Chocolate Quinoa Cake
(from The Kitchen McCabe)

FOR THE CAKE:
  • 1 cup Quinoa (cooked)
  • 2 large Eggs
  • ½ cup Unsalted Butter, melted
  • ⅛ cup Milk (plant based milks work great)
  • 1 teaspoon Vanilla
  • ¾ cup Coconut Palm Sugar
  • ½ cup Dark Cocoa Powder
  • ¼ teaspoon Salt
  • ¾ teaspoon Baking Powder
  • ½ teaspoon Baking Soda
FOR THE GANACHE*:
  • 1 cup Chocolate Chips(preferably 60% cacao content or higher)
  • ¾ cup Heavy Cream (coconut cream can also be used)
Instructions

FOR THE CAKE:
  1. Preheat the oven to 350 degrees f.
  2. Grease the sides of two 6" round baking pans and line the bottoms with circles of parchment paper.

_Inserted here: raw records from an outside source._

//! Typed RemoteEx commands.
//!
//! Thin wrappers over [`CommandInvoker::invoke`]; each one names the command
//! and converts the reply fields the components need.

use std::time::{Duration, Instant};

use crate::error::{RemoteExError, RxResult};
use crate::invoker::CommandInvoker;
use crate::protocol::{Command, WireValue, STATUS_BUSY};

/// `AppStart` loads the HPD-TA application, which takes ~15 s.
pub const APP_START_TIMEOUT: Duration = Duration::from_secs(30);

/// How long `start_acquisition` waits for a running command to finish.
pub const START_RETRY_TIMEOUT: Duration = Duration::from_secs(5);

const STATUS_POLL: Duration = Duration::from_millis(10);

/// Acquisition modes of `AcqStart`.
#[derive(Debug, Clone, Copy, PartialEq, Eq)]
pub enum AcqMode {
    /// Continuous live images.
    Live,
    /// One live image.
    SingleLive,
}

impl AcqMode {
    /// Wire name.
    pub fn as_str(&self) -> &'static str {
        match self {
            Self::Live => "Live",
            Self::SingleLive => "SingleLive",
        }
    }
}

/// Reply of `AsyncCommandStatus`.
#[derive(Debug, Clone, PartialEq, Eq)]
pub struct AsyncStatus {
    /// An asynchronous command is still pending.
    pub pending: bool,
    /// It is being prepared.
    pub preparing: bool,
    /// It is running.
    pub active: bool,
    /// Name of the command, if reported.
    pub command: Option<String>,
}

/// Reply of `ImgRingBufferGet(Data,seq)`.
#[derive(Debug, Clone, PartialEq, Eq)]
pub struct RingBufferImage {
    /// Width in pixels.
    pub width: u32,
    /// Height in pixels.
    pub height: u32,
    /// Bytes per pixel as reported.
    pub bytes_per_pixel: u32,
    /// Image type code.
    pub kind: String,
    /// Sequence number actually returned.
    pub sequence: String,
    /// Device timestamp.
    pub timestamp: Option<String>,
}

impl RingBufferImage {
    /// Bytes sent on the data socket (16-bit pixels).
    pub fn byte_len(&self) -> usize {
        self.width as usize * self.height as usize * 2
    }
}

fn field<'a>(fields: &'a [String], index: usize, command: &str) -> RxResult<&'a str> {
    fields.get(index).map(String::as_str).ok_or_else(|| {
        RemoteExError::InvalidValue(format!("{command} reply has no field {index}: {fields:?}"))
    })
}

fn parse_field<T: std::str::FromStr>(fields: &[String], index: usize, command: &str) -> RxResult<T>
where
    T::Err: std::fmt::Display,
{
    let raw = field(fields, index, command)?;
    raw.trim().parse().map_err(|e| {
        RemoteExError::InvalidValue(format!("{command} field {index} '{raw}' not understood: {e}"))
    })
}

pub(crate) fn first_field(fields: Vec<String>, command: &str) -> RxResult<String> {
    fields
        .into_iter()
        .next()
        .ok_or_else(|| RemoteExError::InvalidValue(format!("{command} returned no value")))
}

fn flag(fields: &[String], index: usize) -> bool {
    fields
        .get(index)
        .and_then(|f| f.trim().parse::<i64>().ok())
        .is_some_and(|v| v != 0)
}

impl CommandInvoker {
    /// Start the HPD-TA application, optionally with an INI file.
    ///
    /// If it is already running RemoteEx answers `parameters ignored`.
    pub async fn app_start(&self, ini_file: Option<&str>, wait: Duration) -> RxResult<Vec<String>> {
        let command = match ini_file {
            Some(ini) => Command::new("AppStart").arg(1_i32).arg(ini),
            None => Command::new("AppStart"),
        };
        self.invoke_with_timeout(command, wait).await
    }

    /// Close the HPD-TA application.
    pub async fn app_end(&self) -> RxResult<()> {
        self.invoke(Command::new("AppEnd")).await.map(|_| ())
    }

    /// Application information, e.g. `Version`.
    pub async fn app_info(&self, parameter: &str) -> RxResult<Vec<String>> {
        self.invoke(Command::new("AppInfo").arg(parameter)).await
    }

    /// License status: the first two fields are `1` when the key is found.
    pub async fn app_licence_get(&self) -> RxResult<Vec<String>> {
        self.invoke(Command::new("AppLicenceGet")).await
    }

    /// Whether an asynchronous command (acquisition) is still running.
    pub async fn async_command_status(&self) -> RxResult<AsyncStatus> {
        let fields = self.invoke(Command::new("AsyncCommandStatus")).await?;
        Ok(AsyncStatus {
            pending: flag(&fields, 0),
            preparing: flag(&fields, 1),
            active: flag(&fields, 2),
            command: fields.get(3).cloned().filter(|c| !c.is_empty()),
        })
    }

    /// Start an acquisition.
    pub async fn acq_start(&self, mode: AcqMode) -> RxResult<()> {
        self.invoke(Command::new("AcqStart").arg(mode.as_str()))
            .await
            .map(|_| ())
    }

    /// Stop the running acquisition, letting RemoteEx wait up to `wait`.
    pub async fn acq_stop(&self, wait: Duration) -> RxResult<()> {
        self.invoke(Command::new("AcqStop").arg(wait.as_millis() as u64))
            .await
            .map(|_| ())
    }

    /// Publish every new live image in a RemoteEx ring buffer of `buffers` images.
    pub async fn acq_live_monitor_ring_buffer(&self, buffers: u32) -> RxResult<()> {
        self.invoke(
            Command::new("acqLiveMonitor")
                .arg("RingBuffer")
                .arg(buffers),
        )
        .await
        .map(|_| ())
    }

    /// Read a camera parameter.
    pub async fn cam_param_get(&self, location: &str, parameter: &str) -> RxResult<Vec<String>> {
        self.invoke(Command::new("CamParamGet").arg(location).arg(parameter))
            .await
    }

    /// First field of `CamParamGet`, the current value.
    pub async fn cam_param_value(&self, location: &str, parameter: &str) -> RxResult<String> {
        first_field(self.cam_param_get(location, parameter).await?, "CamParamGet")
    }

    /// Write a camera parameter.
    pub async fn cam_param_set(
        &self,
        location: &str,
        parameter: &str,
        value: impl WireValue,
    ) -> RxResult<()> {
        self.invoke(
            Command::new("CamParamSet")
                .arg(location)
                .arg(parameter)
                .arg(value),
        )
        .await
        .map(|_| ())
    }

    /// Label, value, type and limits or choices of a camera parameter.
    pub async fn cam_param_info_ex(&self, location: &str, parameter: &str) -> RxResult<Vec<String>> {
        self.invoke(Command::new("CamParamInfoEx").arg(location).arg(parameter))
            .await
    }

    /// Camera parameters available at `location`.
    pub async fn cam_params_list(&self, location: &str) -> RxResult<Vec<String>> {
        self.invoke(Command::new("CamParamsList").arg(location)).await
    }

    /// Read a device parameter (streak unit, delay box).
    pub async fn dev_param_get(&self, location: &str, parameter: &str) -> RxResult<Vec<String>> {
        self.invoke(Command::new("DevParamGet").arg(location).arg(parameter))
            .await
    }

    /// First field of `DevParamGet`, the current value.
    pub async fn dev_param_value(&self, location: &str, parameter: &str) -> RxResult<String> {
        first_field(self.dev_param_get(location, parameter).await?, "DevParamGet")
    }

    /// Write a device parameter.
    pub async fn dev_param_set(
        &self,
        location: &str,
        parameter: &str,
        value: impl WireValue,
    ) -> RxResult<()> {
        self.invoke(
            Command::new("DevParamSet")
                .arg(location)
                .arg(parameter)
                .arg(value),
        )
        .await
        .map(|_| ())
    }

    /// Label, value, type and limits or choices of a device parameter.
    pub async fn dev_param_info_ex(&self, location: &str, parameter: &str) -> RxResult<Vec<String>> {
        self.invoke(Command::new("DevParamInfoEx").arg(location).arg(parameter))
            .await
    }

    /// Device parameters available at `location`.
    pub async fn dev_params_list(&self, location: &str) -> RxResult<Vec<String>> {
        self.invoke(Command::new("DevParamsList").arg(location)).await
    }

    /// Request image `sequence` from the ring buffer; the pixels follow on the
    /// data socket.
    ///
    /// Returns `None` when RemoteEx answers without image information.
    pub async fn img_ring_buffer_get(&self, sequence: &str) -> RxResult<Option<RingBufferImage>> {
        const NAME: &str = "ImgRingBufferGet";
        let fields = self
            .invoke(Command::new(NAME).arg("Data").arg(sequence))
            .await?;
        if fields.is_empty() {
            return Ok(None);
        }
        Ok(Some(RingBufferImage {
            width: parse_field(&fields, 0, NAME)?,
            height: parse_field(&fields, 1, NAME)?,
            bytes_per_pixel: parse_field(&fields, 2, NAME)?,
            kind: field(&fields, 3, NAME)?.to_string(),
            sequence: field(&fields, 4, NAME)?.to_string(),
            timestamp: fields.get(5).cloned(),
        }))
    }

    /// Request the vertical scaling table of the current image; returns the
    /// number of `f32` values that follow on the data socket.
    pub async fn img_data_get_scaling_table(&self) -> RxResult<usize> {
        const NAME: &str = "ImgDataGet";
        let fields = self
            .invoke(
                Command::new(NAME)
                    .arg("current")
                    .arg("ScalingTable")
                    .arg("Vertical"),
            )
            .await?;
        parse_field(&fields, 0, NAME)
    }

    /// Start an acquisition, stopping a still running one first.
    ///
    /// When RemoteEx answers "command cannot be executed" (status 7), the
    /// running acquisition is stopped, `AsyncCommandStatus` is polled until it
    /// reports idle, then `AcqStart` is sent once more. If it does not become
    /// idle within [`START_RETRY_TIMEOUT`] an error is logged and nothing is
    /// started.
    pub async fn start_acquisition(&self, mode: AcqMode) -> RxResult<()> {
        match self.acq_start(mode).await {
            Err(e) if e.status_code() == Some(STATUS_BUSY) => {
                tracing::debug!(
                    "Starting acquisition currently not possible, will stop and restart {} mode",
                    mode.as_str()
                );
            }
            other => return other,
        }

        self.acq_stop(Duration::from_secs(1)).await?;
        let start = Instant::now();
        while self.async_command_status().await?.pending {
            if start.elapsed() > START_RETRY_TIMEOUT {
                tracing::error!("Could not start acquisition.");
                return Ok(());
            }
            tokio::time::sleep(STATUS_POLL).await;
        }
        self.acq_start(mode).await
    }

    /// Wait until no asynchronous command is pending.
    ///
    /// Every `stop_after` the running acquisition (most likely live mode) is
    /// stopped. Gives up with a warning after `attempts` stops.
    pub async fn wait_async_idle(&self, stop_after: Duration, attempts: u32) -> RxResult<bool> {
        let mut start = Instant::now();
        let mut stops = 0;
        while self.async_command_status().await?.pending {
            tracing::debug!("Asynchronous RemoteEx command still in process. Wait until finished.");
            if start.elapsed() > stop_after {
                if stops >= attempts {
                    tracing::warn!("RemoteEx still busy after {} stops, going on anyway", stops);
                    return Ok(false);
                }
                self.acq_stop(Duration::from_secs(1)).await?;
                stops += 1;
                start = Instant::now();
            }
            tokio::time::sleep(STATUS_POLL).await;
        }
        Ok(true)
    }
}

#[cfg(test)]
mod tests {
    use super::*;

    #[test]
    fn parses_numeric_fields() {
        let fields: Vec<String> = vec!["672".into(), "x".into()];
        assert_eq!(parse_field::<u32>(&fields, 0, "Test").unwrap(), 672);
        assert!(parse_field::<u32>(&fields, 1, "Test").is_err());
        assert!(parse_field::<u32>(&fields, 2, "Test").is_err());
    }

    #[test]
    fn flags_default_to_false() {
        let fields: Vec<String> = vec!["1".into(), "0".into(), "".into()];
        assert!(flag(&fields, 0));
        assert!(!flag(&fields, 1));
        assert!(!flag(&fields, 2));
        assert!(!flag(&fields, 5));
    }

    #[test]
    fn ring_buffer_byte_len() {
        let info = RingBufferImage {
            width: 4,
            height: 4,
            bytes_per_pixel: 2,
            kind: "2".into(),
            sequence: "123".into(),
            timestamp: None,
        };
        assert_eq!(info.byte_len(), 32);
        assert_eq!(AcqMode::SingleLive.as_str(), "SingleLive");
    }
}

  3. Place the quinoa, eggs, melted butter, milk, and vanilla in a high speed blender and process on high speed until smooth - quinoa should be undetectable.
  4. Add the sugar, cocoa powder, salt, baking powder, and baking soda to the blender and process just until combined.
  5. Divide the batter evenly between the two prepared pans.
  6. Bake in preheated oven for 18-20 minutes, or until a tester inserted in the center of the cake comes out clean.
  7. Remove from oven and let cool completely. Remove from pans, peel off parchment, wrap in plastic wrap, and refrigerate for 2 hours, or until chilled.
FOR THE GANACHE:
  1. Place the chocolate in a bowl.
  2. Heat the cream in a saucepan over medium high heat until it begins to steam. Pour over the chocolate and let sit for two minutes. Whisk until all of the chocolate is melted and mixture is smooth. Let sit for 30 minutes to firm up a bit.
  3. Unwrap cake layers. Place on layer on a plate and spread a bit of ganache evenly across the top. Place the second cake layer on top of the first and use the remaining ganache to frost the top and sides of the cake.
  4. Serve in slices cut with a hot, wet knife for cleanest cuts.
  5. Keep refrigerated. Will keep, covered, for up to a week.
 *I didn't make the ganache - for most of this cake we just ate it plain. I did whip up a tiny recipe of espresso cream cheese icing for the picture and stacked two squares on top of each other.